Reminiscent of the past authoritarian regime, the Joko “Jokowi” Widodo administration has blocked several websites to contain the recent flow of hoaxes, such as the claim made by Islam Defenders Front (FPI) leader Rizieq Shihab about the communist symbol being embedded in the new rupiah banknotes, the rumors about “migrant Chinese workers taking over jobs from ‘native’ Indonesians”, the letter from the Flat Earth Community to the National Institute of Aeronautics and Space (LAPAN) and many more.

According to Rocky, the reactionary move by the government is a rash decision that will only “endanger democracy because the public is led to believe in the mainstream media”. He also asserts that the advent of hoaxes should actually be viewed as “a signal of the growth of an alternative power” within the republic’s jurisdictions.

Rocky’s piece subsequently sheds light on one thing that most Indonesians are now familiar with: the breeding of authoritarianism through the practice of censorship.

However, his über-normalization of fake news and hoaxes in current political, economic and social discourses in Indonesia has obscured a major point.

Perhaps the question we should ask is whether the circulation — and subsequent normalization — of hoaxes is a threat to democracy. If so, how?

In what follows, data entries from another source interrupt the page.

//! Plugin index handling for stashpack
//!
//! The published index is a YAML sequence consumed by Stash's plugin
//! manager. This crate provides:
//! - [`IndexEntry`] with the exact field order the plugin manager expects
//! - [`IndexDocument`] which keeps header lines and untouched entries verbatim
//! - [`reconcile`] to fold [`BuildRecord`](stashpack_bundle::BuildRecord)s into a document
//! - [`IndexStore`] for reading the index and replacing it atomically
//!
//! # Index Format
//!
//! ```yaml
//! # Stash plugin index
//! - id: performersitesync
//!   name: Performer Site Sync
//!   metadata:
//!     description: Sync favourite performers and studios
//!   version: 1.0.0
//!   date: 2025-06-01 18:04:11
//!   path: PerformerSiteSync-1.0.0.zip
//!   sha256: 5b0c...e1
//!   requires: []
//! ```

mod document;
mod entry;
mod error;
mod reconcile;
mod store;

pub use document::{DocumentEntry, IndexDocument, Upsert};
pub use entry::{DATE_FORMAT, EntryMetadata, IndexEntry, format_date};
pub use error::{IndexError, IndexResult};
pub use reconcile::{
    DEFAULT_DESCRIPTION, ManifestLookup, MetadataLookup, PluginMetadata, entry_for, reconcile,
    reconcile_at,
};
pub use store::IndexStore;
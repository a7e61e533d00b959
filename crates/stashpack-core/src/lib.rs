//! stashpack-core - Shared types for packaging Stash plugins
//!
//! This crate provides:
//! - [`Version`] and [`resolve`] for picking the next plugin version
//! - [`PluginManifest`] for reading a plugin's YAML manifest
//! - [`PluginDescriptor`] for locating a plugin's source directory
//! - [`PackConfig`] for the repository-level `stashpack.toml`
//! - [`slugify`] for deriving index ids from plugin names

mod config;
mod descriptor;
mod error;
mod manifest;
mod slug;
mod version;

pub use config::PackConfig;
pub use descriptor::{PluginDescriptor, discover_plugins, find_manifest};
pub use error::{CoreError, CoreResult};
pub use manifest::PluginManifest;
pub use slug::slugify;
pub use version::{Version, resolve};
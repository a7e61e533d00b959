//! Index document parsing and rendering
//!
//! The document is split textually rather than round-tripped through a YAML
//! tree: header lines and entries this run does not touch are written back
//! exactly as they were read, comments and line endings included.

use crate::entry::IndexEntry;
use crate::error::{IndexError, IndexResult};

/// The full plugin index: free-text header plus ordered entries
#[derive(Debug, Clone, Default, PartialEq, Eq)]
pub struct IndexDocument {
    /// Header lines with their terminators
    header: Vec<String>,
    entries: Vec<DocumentEntry>,
    /// Comment and blank lines after the last entry
    trailer: String,
    line_ending: LineEnding,
}

/// One entry of an [`IndexDocument`]
#[derive(Debug, Clone, PartialEq, Eq)]
pub struct DocumentEntry {
    id: String,
    /// Column-zero comments and blank lines directly above the entry
    leading: String,
    body: EntryBody,
}

#[derive(Debug, Clone, PartialEq, Eq)]
enum EntryBody {
    /// Original text block, re-emitted unchanged
    Verbatim { text: String, line: usize },
    /// Entry written by this process
    Rendered(IndexEntry),
}

/// Line terminator used for text this process writes
#[derive(Debug, Clone, Copy, Default, PartialEq, Eq)]
enum LineEnding {
    #[default]
    Lf,
    CrLf,
}

impl LineEnding {
    /// The terminator of the first line of `text`
    fn detect(text: &str) -> Self {
        match text.find('\n') {
            Some(end) if text[..end].ends_with('\r') => LineEnding::CrLf,
            _ => LineEnding::Lf,
        }
    }

    fn as_str(self) -> &'static str {
        match self {
            LineEnding::Lf => "\n",
            LineEnding::CrLf => "\r\n",
        }
    }

    fn apply(self, text: &str) -> String {
        match self {
            LineEnding::Lf => text.to_string(),
            LineEnding::CrLf => text.replace('\n', "\r\n"),
        }
    }
}

/// What [`IndexDocument::upsert`] did
#[derive(Debug, Clone, Copy, PartialEq, Eq)]
pub enum Upsert {
    Replaced,
    Appended,
}

impl DocumentEntry {
    pub fn id(&self) -> &str {
        &self.id
    }

    /// Whether this entry still holds the text it was parsed from
    pub(crate) fn is_verbatim(&self) -> bool {
        matches!(self.body, EntryBody::Verbatim { .. })
    }

    /// Typed view of the entry
    pub fn to_entry(&self) -> IndexResult<IndexEntry> {
        match &self.body {
            EntryBody::Rendered(entry) => Ok(entry.clone()),
            EntryBody::Verbatim { text, line } => {
                let mut items: Vec<IndexEntry> =
                    serde_yaml::from_str(text).map_err(|e| IndexError::Parse {
                        line: *line,
                        message: e.to_string(),
                    })?;
                items.pop().ok_or_else(|| IndexError::Parse {
                    line: *line,
                    message: "empty entry".to_string(),
                })
            }
        }
    }
}

struct RawBlock {
    line: usize,
    leading: String,
    text: String,
}

impl IndexDocument {
    pub fn new() -> Self {
        Self::default()
    }

    /// Split index text into header lines and entry blocks.
    ///
    /// An entry block starts at a column-zero `- ` line and runs until the
    /// next one. Column-zero comments and blank lines between two blocks
    /// belong to the block below them. Each block must be a YAML sequence
    /// item with a string `id`.
    pub fn parse(text: &str) -> IndexResult<Self> {
        let mut header = Vec::new();
        let mut blocks: Vec<RawBlock> = Vec::new();
        let mut pending = String::new();

        for (idx, raw) in text.split_inclusive('\n').enumerate() {
            let line = strip_terminator(raw);

            if is_item_start(line) {
                blocks.push(RawBlock {
                    line: idx + 1,
                    leading: std::mem::take(&mut pending),
                    text: raw.to_string(),
                });
                continue;
            }

            let Some(block) = blocks.last_mut() else {
                if line.trim() != "[]" {
                    header.push(raw.to_string());
                }
                continue;
            };

            if is_separator(line) {
                pending.push_str(raw);
            } else {
                block.text.push_str(&pending);
                pending.clear();
                block.text.push_str(raw);
            }
        }

        let entries = blocks
            .into_iter()
            .map(|block| {
                let id = block_id(&block.text, block.line)?;
                Ok(DocumentEntry {
                    id,
                    leading: block.leading,
                    body: EntryBody::Verbatim {
                        text: block.text,
                        line: block.line,
                    },
                })
            })
            .collect::<IndexResult<Vec<_>>>()?;

        Ok(Self {
            header,
            entries,
            trailer: pending,
            line_ending: LineEnding::detect(text),
        })
    }

    /// Render the document back to text.
    pub fn render(&self) -> IndexResult<String> {
        let newline = self.line_ending.as_str();
        let mut out: String = self.header.concat();

        if self.entries.is_empty() {
            terminate(&mut out, newline);
            out.push_str("[]");
            out.push_str(newline);
            return Ok(out);
        }

        for entry in &self.entries {
            out.push_str(&entry.leading);
            match &entry.body {
                EntryBody::Verbatim { text, .. } => out.push_str(text),
                EntryBody::Rendered(index_entry) => {
                    let yaml = index_entry
                        .to_yaml_item()
                        .map_err(|e| IndexError::Serialize(e.to_string()))?;
                    terminate(&mut out, newline);
                    out.push_str(&self.line_ending.apply(&yaml));
                }
            }
        }
        out.push_str(&self.trailer);

        Ok(out)
    }

    /// Header lines without their terminators
    pub fn header(&self) -> impl Iterator<Item = &str> {
        self.header.iter().map(|line| strip_terminator(line))
    }

    pub fn entries(&self) -> &[DocumentEntry] {
        &self.entries
    }

    pub fn len(&self) -> usize {
        self.entries.len()
    }

    pub fn is_empty(&self) -> bool {
        self.entries.is_empty()
    }

    pub fn ids(&self) -> impl Iterator<Item = &str> {
        self.entries.iter().map(DocumentEntry::id)
    }

    pub fn get(&self, id: &str) -> Option<&DocumentEntry> {
        self.entries.iter().find(|entry| entry.id == id)
    }

    /// Published version of `id`, if the entry exists and carries one
    pub fn version_of(&self, id: &str) -> Option<String> {
        let entry = self.get(id)?;
        match &entry.body {
            EntryBody::Rendered(index_entry) => Some(index_entry.version.clone()),
            EntryBody::Verbatim { text, .. } => block_field(text, "version"),
        }
    }

    /// Replace the entry with the same id in place, or append it.
    ///
    /// The replacement is whole: no field of the old entry survives. Later
    /// entries repeating the id are removed.
    pub fn upsert(&mut self, entry: IndexEntry) -> Upsert {
        let id = entry.id.clone();
        let Some(position) = self.entries.iter().position(|e| e.id == id) else {
            self.entries.push(DocumentEntry {
                id,
                leading: String::new(),
                body: EntryBody::Rendered(entry),
            });
            return Upsert::Appended;
        };

        self.entries[position].body = EntryBody::Rendered(entry);

        let before = self.entries.len();
        let mut seen = 0usize;
        self.entries.retain(|e| {
            if e.id != id {
                return true;
            }
            seen += 1;
            seen == 1
        });
        let dropped = before - self.entries.len();
        if dropped > 0 {
            tracing::warn!(id = %id, dropped, "removed duplicate index entries");
        }

        Upsert::Replaced
    }
}

fn is_item_start(line: &str) -> bool {
    line == "-" || line.starts_with("- ")
}

/// Blank or column-zero comment line between entries
fn is_separator(line: &str) -> bool {
    line.trim().is_empty() || line.starts_with('#')
}

fn strip_terminator(raw: &str) -> &str {
    let line = raw.strip_suffix('\n').unwrap_or(raw);
    line.strip_suffix('\r').unwrap_or(line)
}

/// End `out` with a line terminator unless it is empty or already ends one
fn terminate(out: &mut String, newline: &str) {
    if !out.is_empty() && !out.ends_with('\n') {
        out.push_str(newline);
    }
}

fn parse_block(text: &str, line: usize) -> IndexResult<serde_yaml::Mapping> {
    let value: serde_yaml::Value = serde_yaml::from_str(text).map_err(|e| IndexError::Parse {
        line,
        message: e.to_string(),
    })?;

    match value {
        serde_yaml::Value::Sequence(mut items) if items.len() == 1 => match items.pop() {
            Some(serde_yaml::Value::Mapping(map)) => Ok(map),
            _ => Err(IndexError::Parse {
                line,
                message: "entry is not a mapping".to_string(),
            }),
        },
        _ => Err(IndexError::Parse {
            line,
            message: "expected a single sequence item".to_string(),
        }),
    }
}

fn block_id(text: &str, line: usize) -> IndexResult<String> {
    let map = parse_block(text, line)?;
    match map.get("id") {
        Some(serde_yaml::Value::String(id)) if !id.is_empty() => Ok(id.clone()),
        _ => Err(IndexError::Parse {
            line,
            message: "entry has no id".to_string(),
        }),
    }
}

/// Scalar field of a block as text; parse errors were caught in [`IndexDocument::parse`]
fn block_field(text: &str, field: &str) -> Option<String> {
    let map = parse_block(text, 0).ok()?;
    match map.get(field)? {
        serde_yaml::Value::String(s) => Some(s.clone()),
        serde_yaml::Value::Number(n) => Some(n.to_string()),
        _ => None,
    }
}

#[cfg(test)]
#[path = "document/document_tests.rs"]
mod document_tests;
//! Reading built artifacts back.

use crate::builder::compute_sha256;
use crate::{BuildError, BuildResult, DenyList};
use std::collections::BTreeSet;
use std::fs;
use std::io::Cursor;
use std::path::{Path, PathBuf};
use zip::ZipArchive;

/// Entry listing and checksum of an existing artifact.
#[derive(Debug, Clone, PartialEq, Eq)]
pub struct ArtifactSummary {
    pub path: PathBuf,
    pub bytes: u64,
    pub sha256: String,
    /// Entry names in archive order.
    pub entries: Vec<String>,
}

impl ArtifactSummary {
    /// Distinct first path components across all entries.
    pub fn top_level(&self) -> BTreeSet<&str> {
        self.entries
            .iter()
            .filter_map(|name| name.split('/').next())
            .filter(|first| !first.is_empty())
            .collect()
    }

    /// Whether every entry lives under `dir/`.
    pub fn is_rooted_at(&self, dir: &str) -> bool {
        let top = self.top_level();
        top.len() == 1 && top.contains(dir)
    }

    /// Entries that `deny` would have kept out of a fresh build.
    pub fn denied_entries<'a>(&'a self, deny: &DenyList) -> Vec<&'a str> {
        self.entries
            .iter()
            .map(String::as_str)
            .filter(|name| deny.is_denied(Path::new(name)))
            .collect()
    }
}

/// Open an artifact, hash it, and list its entries.
pub fn inspect_artifact(path: impl AsRef<Path>) -> BuildResult<ArtifactSummary> {
    let path = path.as_ref();
    let label = path
        .file_name()
        .map(|n| n.to_string_lossy().into_owned())
        .unwrap_or_else(|| path.display().to_string());

    let bytes = fs::read(path).map_err(|e| BuildError::io(&label, path, e))?;
    let sha256 = compute_sha256(&bytes);

    let archive =
        ZipArchive::new(Cursor::new(&bytes)).map_err(|e| BuildError::archive(&label, e))?;
    let entries = archive.file_names().map(str::to_string).collect();

    Ok(ArtifactSummary {
        path: path.to_path_buf(),
        bytes: bytes.len() as u64,
        sha256,
        entries,
    })
}

#[cfg(test)]
mod tests {
    #![allow(non_snake_case)]

    use super::*;
    use std::io::Write;
    use tempfile::TempDir;
    use zip::ZipWriter;
    use zip::write::SimpleFileOptions;

    fn write_zip(path: &Path, names: &[&str]) {
        let mut zip = ZipWriter::new(fs::File::create(path).unwrap());
        for name in names {
            zip.start_file(*name, SimpleFileOptions::default()).unwrap();
            zip.write_all(b"x").unwrap();
        }
        zip.finish().unwrap();
    }

    #[test]
    fn inspect_artifact___lists_entries_and_hash() {
        let temp_dir = TempDir::new().unwrap();
        let path = temp_dir.path().join("A-1.0.0.zip");
        write_zip(&path, &["A/a.py", "A/b.py"]);

        let summary = inspect_artifact(&path).unwrap();

        assert_eq!(summary.entries, vec!["A/a.py", "A/b.py"]);
        assert_eq!(summary.sha256, compute_sha256(&fs::read(&path).unwrap()));
        assert!(summary.is_rooted_at("A"));
    }

    #[test]
    fn ArtifactSummary___two_roots___is_not_rooted() {
        let temp_dir = TempDir::new().unwrap();
        let path = temp_dir.path().join("mixed.zip");
        write_zip(&path, &["A/a.py", "B/b.py"]);

        let summary = inspect_artifact(&path).unwrap();

        assert_eq!(summary.top_level().len(), 2);
        assert!(!summary.is_rooted_at("A"));
    }

    #[test]
    fn inspect_artifact___not_a_zip___returns_archive_error() {
        let temp_dir = TempDir::new().unwrap();
        let path = temp_dir.path().join("fake.zip");
        fs::write(&path, b"plain text").unwrap();

        let err = inspect_artifact(&path).unwrap_err();

        assert!(matches!(err, BuildError::Archive { ref plugin, .. } if plugin == "fake.zip"));
    }

    #[test]
    fn ArtifactSummary___denied_entries___lists_cruft_only() {
        let temp_dir = TempDir::new().unwrap();
        let path = temp_dir.path().join("A-1.0.0.zip");
        write_zip(&path, &["A/a.py", "A/__pycache__/a.pyc", "A/run.log"]);

        let summary = inspect_artifact(&path).unwrap();

        assert_eq!(
            summary.denied_entries(&DenyList::standard()),
            vec!["A/__pycache__/a.pyc", "A/run.log"]
        );
    }
}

A hoax is essentially similar to a lie, an act of public disinformation, regardless of whether it was perpetuated for a person’s or a group’s particular gain or just for a joke. It is ultimately an act of fraud. A hoax distinguishes itself from misinformation because of its nature of deliberately deceiving society.

Together with conspiracy theories, rumors and political gossip, hoaxes are common in any democratic society. Hoaxes stem from the idea of freedom of speech, which the very notion of democracy is committed to protect. The problem, however, is when hoaxes gain traction in public or are mistaken as genuine products of journalism and consequently a repertoire of hoaxes are transformed into political fraud and propaganda.

The phenomenon of the selfmultiplying perpetuation of fraud and hoaxes can destabilize the social and political order, particularly in one as plural and diverse as Indonesia.

With the addition of an external shock, such as an economic crisis, such phenomenon sets the stage for a regime — or societal — breakdown to unfold itself.

It is important for us to recall scholar John Sydenham Furnivall’s concept of a plural society. In Colonial Policy and Practice (1948), Furnivall defines the plural society as “in its strictest sense a medley, for [peoples] mix but do not combine. Each group holds by its own religion, its own culture and language, its own ideas and ways. As individuals, they meet, but only in the marketplace.”

Together with British Burma, the Netherlands Indies, according to Furnivall, was an example of a plural society, a prominent characteristic of most post-colonial states. Furnivall treated this phenomenon as an excess of colonialism and rightly pointed to the formation of a common culture through nationalism or federalism as the cure. Without a common culture, the nation-state is doomed to fracture. This is true in Indonesia, or in other nations with a plural society such as Singapore or the United States.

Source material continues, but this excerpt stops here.